Conviction tells the story of Betty Anne Waters (Hilary Swank), a young women who, following the imprisonment of her brother Kenneth (Sam Rockwell) for the vicious and brutal murder of a local woman, embarks on an impassioned crusade to win his freedom, stalwart in her belief of his innocence. This will turn out to be no small task and as the initial court appeal fails, she takes it on herself to enrol in college to study for a law degree, with the view to eventually becoming her brother’s attorney.

As you’ve probably already gleaned from that brief synopsis, this is the type of role that Hilary Swank is born to – and has already carved a celebrated career from. Drawing casually from the plucky, downtrodden, against-all-odds-fit that won her for an Academy Award as Maggie Fitzgerald in Clint Eastwood’s Million Dollar Baby (2004), Swank is barely breaks into a sweat, realising a role she could have probably cold read in one take and still had the audience reaching for the hankies by the credits.

Rockwell, on the other hand, is in a less familiar territory following a slew of rather disparate roles over the past decade that have taken him from blockbuster to horror to sci-fi and everywhere else in between. Just as with almost all those aforementioned roles, Rockwell bubbles with aplomb as he brings to life the lovable and roguish Kenny Waters.

With proven talent like Swank and Rockwell on board Goldwyn is pretty much guaranteed a half-decent finished product. Support from Minnie Driver and Clea DuVall is also excellent, though the most interesting and quirky performance comes from actress-turned-punk rocker Juliette Lewis in a brief, yet entertaining, cameo as Kenny’s former girlfriend, Roseanna Perry.
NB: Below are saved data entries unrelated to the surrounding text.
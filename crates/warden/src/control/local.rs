//! A file-backed snapshot source for local and test deployments: parses the
//! routes file, then re-reads it on every change. Parse failures keep the
//! last-known-good snapshot serving; read failures retry with capped
//! exponential backoff.

use std::path::{Path, PathBuf};
use std::time::Duration;

use anyhow::Context;
use notify::RecursiveMode;
use notify_debouncer_full::new_debouncer;
use tokio::sync::mpsc;
use tracing::{debug, info, warn};

use super::RouteSnapshot;

const DEBOUNCE: Duration = Duration::from_millis(200);
const BACKOFF_INITIAL: Duration = Duration::from_secs(1);
const BACKOFF_MAX: Duration = Duration::from_secs(30);

pub struct LocalFileSource {
	path: PathBuf,
	// Versions are assigned locally when the file omits them.
	next_version: u64,
	last_sent: u64,
}

impl LocalFileSource {
	pub fn new(path: PathBuf) -> Self {
		Self {
			path,
			next_version: 1,
			last_sent: 0,
		}
	}

	/// Watches the file until the subscriber goes away.
	pub async fn run(mut self, tx: mpsc::Sender<RouteSnapshot>) -> anyhow::Result<()> {
		// First load retries with backoff so the engine can start before
		// the control plane has written anything.
		let mut backoff = BACKOFF_INITIAL;
		loop {
			match self.load() {
				Ok(snapshot) => {
					if tx.send(snapshot).await.is_err() {
						return Ok(());
					}
					break;
				},
				Err(e) => {
					warn!(path = %self.path.display(), "initial routes load failed, retrying in {backoff:?}: {e:#}");
					tokio::time::sleep(backoff).await;
					backoff = (backoff * 2).min(BACKOFF_MAX);
				},
			}
		}

		let (events_tx, mut events_rx) = mpsc::unbounded_channel();
		let mut debouncer = new_debouncer(DEBOUNCE, None, move |event| {
			let _ = events_tx.send(event);
		})
		.context("starting file watcher")?;
		// Watch the parent so file replacement (the common atomic-write
		// pattern) is observed.
		let watch_target = self
			.path
			.parent()
			.filter(|p| !p.as_os_str().is_empty())
			.unwrap_or(Path::new("."));
		debouncer
			.watch(watch_target, RecursiveMode::NonRecursive)
			.with_context(|| format!("watching {}", watch_target.display()))?;
		info!(path = %self.path.display(), "watching routes file");

		while let Some(event) = events_rx.recv().await {
			if let Err(e) = event {
				debug!("watch error: {e:?}");
				continue;
			}
			match self.load() {
				Ok(snapshot) => {
					if tx.send(snapshot).await.is_err() {
						break;
					}
				},
				Err(e) => {
					warn!(path = %self.path.display(), "routes reload failed, keeping last snapshot: {e:#}");
				},
			}
		}
		Ok(())
	}

	fn load(&mut self) -> anyhow::Result<RouteSnapshot> {
		let contents = fs_err::read_to_string(&self.path)?;
		let mut snapshot: RouteSnapshot =
			serde_yaml::from_str(&contents).context("parsing routes file")?;
		if snapshot.version == 0 {
			snapshot.version = self.next_version;
		}
		// Files rewritten without bumping the version still take effect.
		if snapshot.version <= self.last_sent {
			snapshot.version = self.last_sent + 1;
		}
		self.last_sent = snapshot.version;
		self.next_version = snapshot.version + 1;
		Ok(snapshot)
	}
}

#[cfg(test)]
mod tests {
	use std::io::Write;

	use super::*;

	fn write_routes(dir: &tempfile::TempDir, contents: &str) -> PathBuf {
		let path = dir.path().join("routes.yaml");
		let mut f = fs_err::File::create(&path).unwrap();
		f.write_all(contents.as_bytes()).unwrap();
		path
	}

	#[test]
	fn versions_are_assigned_when_omitted() {
		let dir = tempfile::tempdir().unwrap();
		let path = write_routes(&dir, "routes: []");
		let mut source = LocalFileSource::new(path);
		assert_eq!(source.load().unwrap().version, 1);
		assert_eq!(source.load().unwrap().version, 2);
	}

	#[test]
	fn explicit_versions_are_kept_and_never_regress() {
		let dir = tempfile::tempdir().unwrap();
		let path = write_routes(&dir, "version: 7\nroutes: []");
		let mut source = LocalFileSource::new(path.clone());
		assert_eq!(source.load().unwrap().version, 7);
		// Same version on disk still produces a newer snapshot.
		assert_eq!(source.load().unwrap().version, 8);
	}

	#[test]
	fn parse_errors_surface() {
		let dir = tempfile::tempdir().unwrap();
		let path = write_routes(&dir, "routes: {not: [valid");
		let mut source = LocalFileSource::new(path);
		assert!(source.load().is_err());
	}

	#[tokio::test]
	async fn run_delivers_initial_snapshot_and_reloads_on_change() {
		let dir = tempfile::tempdir().unwrap();
		let path = write_routes(&dir, "routes: []");
		let (tx, mut rx) = mpsc::channel(4);
		let source = LocalFileSource::new(path.clone());
		let handle = tokio::spawn(source.run(tx));

		let first = rx.recv().await.unwrap();
		assert_eq!(first.version, 1);
		assert!(first.routes.is_empty());

		// Rewrite the file; the watcher should deliver a newer snapshot.
		fs_err::write(&path, "routes:\n  - route: r1\n").unwrap();
		let second = tokio::time::timeout(Duration::from_secs(10), rx.recv())
			.await
			.expect("watcher delivered a reload")
			.unwrap();
		assert!(second.version > first.version);
		assert_eq!(second.routes.len(), 1);

		drop(rx);
		handle.abort();
	}
}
Yes, the whole thing is a touch on the sentimental side – dare I say – even melodramatic. Despite Rockwell’s skill, Kenny is just a little too much the lovable, happy-go-lucky, everyman, somewhat conspicuously written to appeal to audience sympathies. The music too can feel manipulative in places as the plinky-plonky piano parts pluck with relish at the heart strings giving the whole experience a slightly contrived, Oscar-nominee worthiness.

Having said that, I didn’t honestly come away with the impression that Conviction was cynically playing its audience for a calculated emotional response; there’s nothing here that wouldn’t be expected from this sort of sweeping, human story. Ultimately, the whole things feels more heavy-handed in places than it does manipulative, which is forgivable: better to have tried hard with the best intentions and over-stepped your mark than to have gone out of your way exploit real-life events for the purpose of stroking your own ego.
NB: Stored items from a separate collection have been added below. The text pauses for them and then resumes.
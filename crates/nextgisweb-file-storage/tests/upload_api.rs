use std::sync::Arc;

use axum::body::Body;
use http::StatusCode;
use http_body_util::BodyExt;
use serde_json::{json, Map, Value as JsonValue};
use tower::ServiceExt;

use nextgisweb_core::{Component, Env, Settings};
use nextgisweb_file_storage::{FileUpload, FileUploadComponent};
use nextgisweb_web::{Configurator, WebComponent};

async fn put(router: axum::Router, uri: &str, body: &'static [u8]) -> (StatusCode, JsonValue) {
    let response = router
        .oneshot(
            http::Request::put(uri)
                .header("content-type", "text/xml")
                .body(Body::from(body))
                .unwrap(),
        )
        .await
        .unwrap();
    let status = response.status();
    let bytes = response.into_body().collect().await.unwrap().to_bytes();
    (status, serde_json::from_slice(&bytes).unwrap())
}

#[tokio::test]
async fn test_upload_stores_body_and_returns_meta() {
    let dir = tempfile::tempdir().unwrap();
    let mut settings = Settings::default();
    settings.set_component_option("file_upload", "path", json!(dir.path()));
    let mut env = Env::new(settings);
    FileUploadComponent.initialize(&mut env).unwrap();
    let env = Arc::new(env);

    let mut config = Configurator::new(Map::new());
    config.set_request_property(env.clone());
    FileUploadComponent.setup_routes(&mut config).unwrap();

    let (status, meta) = put(
        config.into_router(),
        "/api/component/file_upload/upload?name=style.qml",
        b"<qgis/>",
    )
    .await;
    assert_eq!(status, StatusCode::OK);
    assert_eq!(meta["size"], 7);
    assert_eq!(meta["name"], "style.qml");
    assert_eq!(meta["mime_type"], "text/xml");

    let id = meta["id"].as_str().unwrap();
    let (path, _) = env
        .service::<FileUpload>()
        .unwrap()
        .get_filename(id)
        .await
        .unwrap();
    assert_eq!(std::fs::read(path).unwrap(), b"<qgis/>");
}

#[tokio::test]
async fn test_upload_without_component_is_server_error() {
    let mut config = Configurator::new(Map::new());
    config.set_request_property(Arc::new(Env::new(Settings::default())));
    FileUploadComponent.setup_routes(&mut config).unwrap();

    let (status, body) = put(
        config.into_router(),
        "/api/component/file_upload/upload",
        b"x",
    )
    .await;
    assert_eq!(status, StatusCode::INTERNAL_SERVER_ERROR);
    assert_eq!(body["status_code"], 500);
}

#[tokio::test]
async fn test_upload_with_malformed_query_is_bad_request() {
    let mut config = Configurator::new(Map::new());
    config.set_request_property(Arc::new(Env::new(Settings::default())));
    FileUploadComponent.setup_routes(&mut config).unwrap();

    let (status, body) = put(
        config.into_router(),
        "/api/component/file_upload/upload?name=a.qml&name=b.qml",
        b"x",
    )
    .await;
    assert_eq!(status, StatusCode::BAD_REQUEST);
    assert_eq!(body["status_code"], 400);
}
If you can silence the cynic within yourself and allow those few overly sentimental transgressions to slide, then there’s no reason to not enjoy Conviction. It would also come with the recommendation that you don’t know how it all turns out – whether or not Kenny is, in fact, innocent – but as the vast majority of press regarding this picture gives as much away in the briefest of synopses, I’m probably wasting my breath.